Estamos en 1968, cuando se publicarán las memorias; y Marisol acababa de enfrentarse a su ruptura con Carlos. Ella no lo sabe, pero meses más tarde, volverá a darse una oportunidad con él. Casi empujada por ambas familias. 

"Cuando todo estuvo en secreto fue una formidable aventura en la que confundíamos los verdaderos sentimientos", decía aún hecha un lío por lo vivido. "Cuando nos vimos en absoluta libertad de salir, de entrar, de vivir una una auténtica realidad de novios, el amor se enfrió.

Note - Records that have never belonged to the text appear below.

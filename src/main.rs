use std::sync::Arc;

use clap::Parser;
use tracing::info;
use tracing_subscriber::EnvFilter;

use novodom::cli::{self, Cli, Command};
use novodom::config::Config;
use novodom::engine::Engine;
use novodom::notify::NotifyHub;
use novodom::sweeper;

#[tokio::main]
async fn main() -> Result<(), Box<dyn std::error::Error>> {
    tracing_subscriber::fmt()
        .with_env_filter(
            EnvFilter::try_from_default_env().unwrap_or_else(|_| EnvFilter::new("warn")),
        )
        .with_writer(std::io::stderr)
        .init();

    let cli = Cli::parse();
    let config = Config::from_env();

    // Ensure data directory exists
    std::fs::create_dir_all(&config.data_dir)?;

    let notify = Arc::new(NotifyHub::new());
    let engine = Arc::new(Engine::new(config.wal_path(), notify)?);

    match cli.command {
        Command::Run => run_daemon(engine, &config).await?,
        command => print!("{}", cli::execute(&engine, command).await?),
    }
    Ok(())
}

async fn run_daemon(engine: Arc<Engine>, config: &Config) -> std::io::Result<()> {
    novodom::observability::init(config.metrics_port);

    info!("novodom daemon started");
    info!("  data_dir: {}", config.data_dir.display());
    info!("  sweep_interval: {:?}", config.sweep_interval);
    info!("  compact_threshold: {}", config.compact_threshold);
    info!(
        "  metrics: {}",
        config
            .metrics_port
            .map_or("disabled".to_string(), |p| format!("http://0.0.0.0:{p}/metrics"))
    );

    let sweeper = tokio::spawn(sweeper::run_sweeper(engine.clone(), config.sweep_interval));
    let compactor = tokio::spawn(sweeper::run_compactor(
        engine.clone(),
        config.compact_threshold,
        config.sweep_interval,
    ));

    shutdown_signal().await?;
    info!("shutdown signal received, stopping background tasks");
    sweeper.abort();
    compactor.abort();

    // Leave a compact log behind; every acknowledged write is already durable.
    if let Err(e) = engine.compact_wal().await {
        tracing::warn!("final compaction failed: {e}");
    }
    info!("novodom stopped");
    Ok(())
}

/// Resolves on ctrl-c, or SIGTERM on unix.
async fn shutdown_signal() -> std::io::Result<()> {
    #[cfg(unix)]
    {
        let mut sigterm =
            tokio::signal::unix::signal(tokio::signal::unix::SignalKind::terminate())?;
        tokio::select! {
            r = tokio::signal::ctrl_c() => r?,
            _ = sigterm.recv() => {}
        }
    }
    #[cfg(not(unix))]
    {
        tokio::signal::ctrl_c().await?;
    }
    Ok(())
}
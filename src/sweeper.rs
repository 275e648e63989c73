use std::sync::Arc;
use std::time::Duration;

use tracing::{debug, info, warn};

use crate::engine::{today, Engine};
use crate::model::Day;

/// Move every confirmed stay whose check-out day has arrived to `completed`.
/// Returns how many reservations were completed.
pub async fn sweep_once(engine: &Engine, today: Day) -> usize {
    let mut completed = 0;
    for (reservation_id, _property_id) in engine.collect_elapsed_stays(today) {
        match engine.complete_reservation(reservation_id.clone(), today).await {
            Ok(_) => completed += 1,
            Err(e) => {
                // Cancelled or completed concurrently since collection
                debug!("sweeper skip {reservation_id}: {e}");
            }
        }
    }
    completed
}

/// Background task that completes elapsed stays on every tick.
pub async fn run_sweeper(engine: Arc<Engine>, every: Duration) {
    let mut interval = tokio::time::interval(every);
    loop {
        interval.tick().await;
        let n = sweep_once(&engine, today()).await;
        if n > 0 {
            info!("completed {n} elapsed stays");
        }
    }
}

/// Background task that compacts the WAL once `threshold` appends have
/// accumulated since the last compaction.
pub async fn run_compactor(engine: Arc<Engine>, threshold: u64, every: Duration) {
    let mut interval = tokio::time::interval(every);
    loop {
        interval.tick().await;
        let appends = engine.wal_appends_since_compact().await;
        if appends < threshold {
            continue;
        }
        match engine.compact_wal().await {
            Ok(()) => info!("compacted WAL after {appends} appends"),
            Err(e) => warn!("WAL compaction failed: {e}"),
        }
    }
}
use crate::model::{Day, Id, ReservationStatus, Stay};

#[derive(Debug)]
pub enum EngineError {
    /// Bad dates: `check_in >= check_out`, a malformed date or a month
    /// that does not exist. Never corrected silently.
    InvalidRange(String),
    /// The range overlaps a pending or confirmed reservation.
    /// `unavailable` lists the property's current blocked ranges for display.
    Conflict {
        reservation_id: Id,
        unavailable: Vec<Stay>,
    },
    NotFound(Id),
    AlreadyExists(Id),
    InvalidTransition {
        id: Id,
        status: ReservationStatus,
        action: &'static str,
    },
    StayNotElapsed(Id),
    GuestLimitExceeded {
        requested: u32,
        max: u32,
    },
    HasActiveReservations(Id),
    LimitExceeded(&'static str),
    Decode(String),
    WalError(String),
}

impl std::fmt::Display for EngineError {
    fn fmt(&self, f: &mut std::fmt::Formatter<'_>) -> std::fmt::Result {
        match self {
            EngineError::InvalidRange(msg) => write!(f, "invalid range: {msg}"),
            EngineError::Conflict {
                reservation_id,
                unavailable,
            } => {
                write!(f, "conflict with reservation: {reservation_id}; unavailable:")?;
                if unavailable.is_empty() {
                    return write!(f, " none");
                }
                for stay in unavailable {
                    write!(f, " {stay}")?;
                }
                Ok(())
            }
            EngineError::NotFound(id) => write!(f, "not found: {id}"),
            EngineError::AlreadyExists(id) => write!(f, "already exists: {id}"),
            EngineError::InvalidTransition { id, status, action } => {
                write!(f, "cannot {action} reservation {id}: status is {status}")
            }
            EngineError::StayNotElapsed(id) => {
                write!(f, "reservation {id} has not reached its check-out day")
            }
            EngineError::GuestLimitExceeded { requested, max } => {
                write!(f, "guest count {requested} outside allowed range 1..={max}")
            }
            EngineError::HasActiveReservations(id) => {
                write!(f, "cannot delete property {id}: has pending or confirmed reservations")
            }
            EngineError::LimitExceeded(msg) => write!(f, "limit exceeded: {msg}"),
            EngineError::Decode(e) => write!(f, "malformed snapshot: {e}"),
            EngineError::WalError(e) => write!(f, "WAL error: {e}"),
        }
    }
}

impl EngineError {
    pub(crate) fn inverted(check_in: Day, check_out: Day) -> Self {
        EngineError::InvalidRange(format!(
            "check-in {check_in} must be before check-out {check_out}"
        ))
    }
}

impl std::error::Error for EngineError {}
//! Output sink the monitor writes human-readable lines to.

/// Severity of a written line.
#[derive(Debug, Clone, Copy, PartialEq, Eq)]
pub enum Level {
    Output,
    Info,
    Error,
}

/// Append-only line sink.
///
/// Every call carries exactly one whole line without a trailing newline.
pub trait OutputSink: Send {
    /// Write a plain change event line.
    fn output(&mut self, line: &str);

    /// Write a progress line (session start, completion).
    fn info(&mut self, line: &str);

    /// Write an error line.
    fn error(&mut self, line: &str);
}

impl<S: OutputSink + ?Sized> OutputSink for &mut S {
    fn output(&mut self, line: &str) {
        (**self).output(line);
    }

    fn info(&mut self, line: &str) {
        (**self).info(line);
    }

    fn error(&mut self, line: &str) {
        (**self).error(line);
    }
}

impl<S: OutputSink + ?Sized> OutputSink for Box<S> {
    fn output(&mut self, line: &str) {
        (**self).output(line);
    }

    fn info(&mut self, line: &str) {
        (**self).info(line);
    }

    fn error(&mut self, line: &str) {
        (**self).error(line);
    }
}

/// Sink that keeps every line in memory.
#[derive(Debug, Default, Clone)]
pub struct MemorySink {
    lines: Vec<(Level, String)>,
}

impl MemorySink {
    pub fn new() -> Self {
        Self::default()
    }

    pub fn lines(&self) -> &[(Level, String)] {
        &self.lines
    }

    /// All lines joined with newlines, regardless of level.
    pub fn text(&self) -> String {
        let mut out = String::new();
        for (_, line) in &self.lines {
            out.push_str(line);
            out.push('\n');
        }
        out
    }

    /// Lines written at the given level.
    pub fn at(&self, level: Level) -> Vec<&str> {
        self.lines
            .iter()
            .filter(|(l, _)| *l == level)
            .map(|(_, line)| line.as_str())
            .collect()
    }

    pub fn is_empty(&self) -> bool {
        self.lines.is_empty()
    }

    pub fn clear(&mut self) {
        self.lines.clear();
    }
}

impl OutputSink for MemorySink {
    fn output(&mut self, line: &str) {
        self.lines.push((Level::Output, line.to_string()));
    }

    fn info(&mut self, line: &str) {
        self.lines.push((Level::Info, line.to_string()));
    }

    fn error(&mut self, line: &str) {
        self.lines.push((Level::Error, line.to_string()));
    }
}
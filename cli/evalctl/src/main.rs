//! evalctl - watch scheduler evaluations until they settle.
//!
//! Exit codes follow the monitor: 0 when every allocation was placed,
//! 2 when placements failed, 1 on any error.

use clap::Parser;
use tracing_subscriber::{layer::SubscriberExt, util::SubscriberInitExt, EnvFilter};

mod client;
mod commands;
mod config;
mod error;
mod output;

use commands::Cli;

#[tokio::main]
async fn main() {
    let cli = Cli::parse();

    // Logs go to stderr so they never mix with command output.
    tracing_subscriber::registry()
        .with(EnvFilter::try_from_default_env().unwrap_or_else(|_| cli.log_filter().into()))
        .with(tracing_subscriber::fmt::layer().with_writer(std::io::stderr))
        .init();

    let code = match cli.run().await {
        Ok(code) => code,
        Err(e) => {
            error::print_error(&e);
            1
        }
    };

    std::process::exit(code);
}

Sea como fuere, se terminó", zanjaba. 

Marisol, sin saber que solo un año más tarde sería ella misma quien le daría el 'sí, quiero', aseguraba "estoy convencida que Carlos hará muy feliz a la mujer con la que se case". 

Ella, entonces, estaba abierta al amor, y revelaba que deseaba "hallar el amor definitivo". "Si, él me lo pidiera, abandonaría mi carrera, en la que ya he puesto mucho. Porque creo que la felicidad privada, íntima, de la familia y el hogar; debe de estar por encima de todo". Curiosamente, no necesitó que ningún hombre se lo pidiera. Solo tuvo que esperar a romper con todo lo que había sido y regresar a ser la verdadera mujer de su vida, Pepa.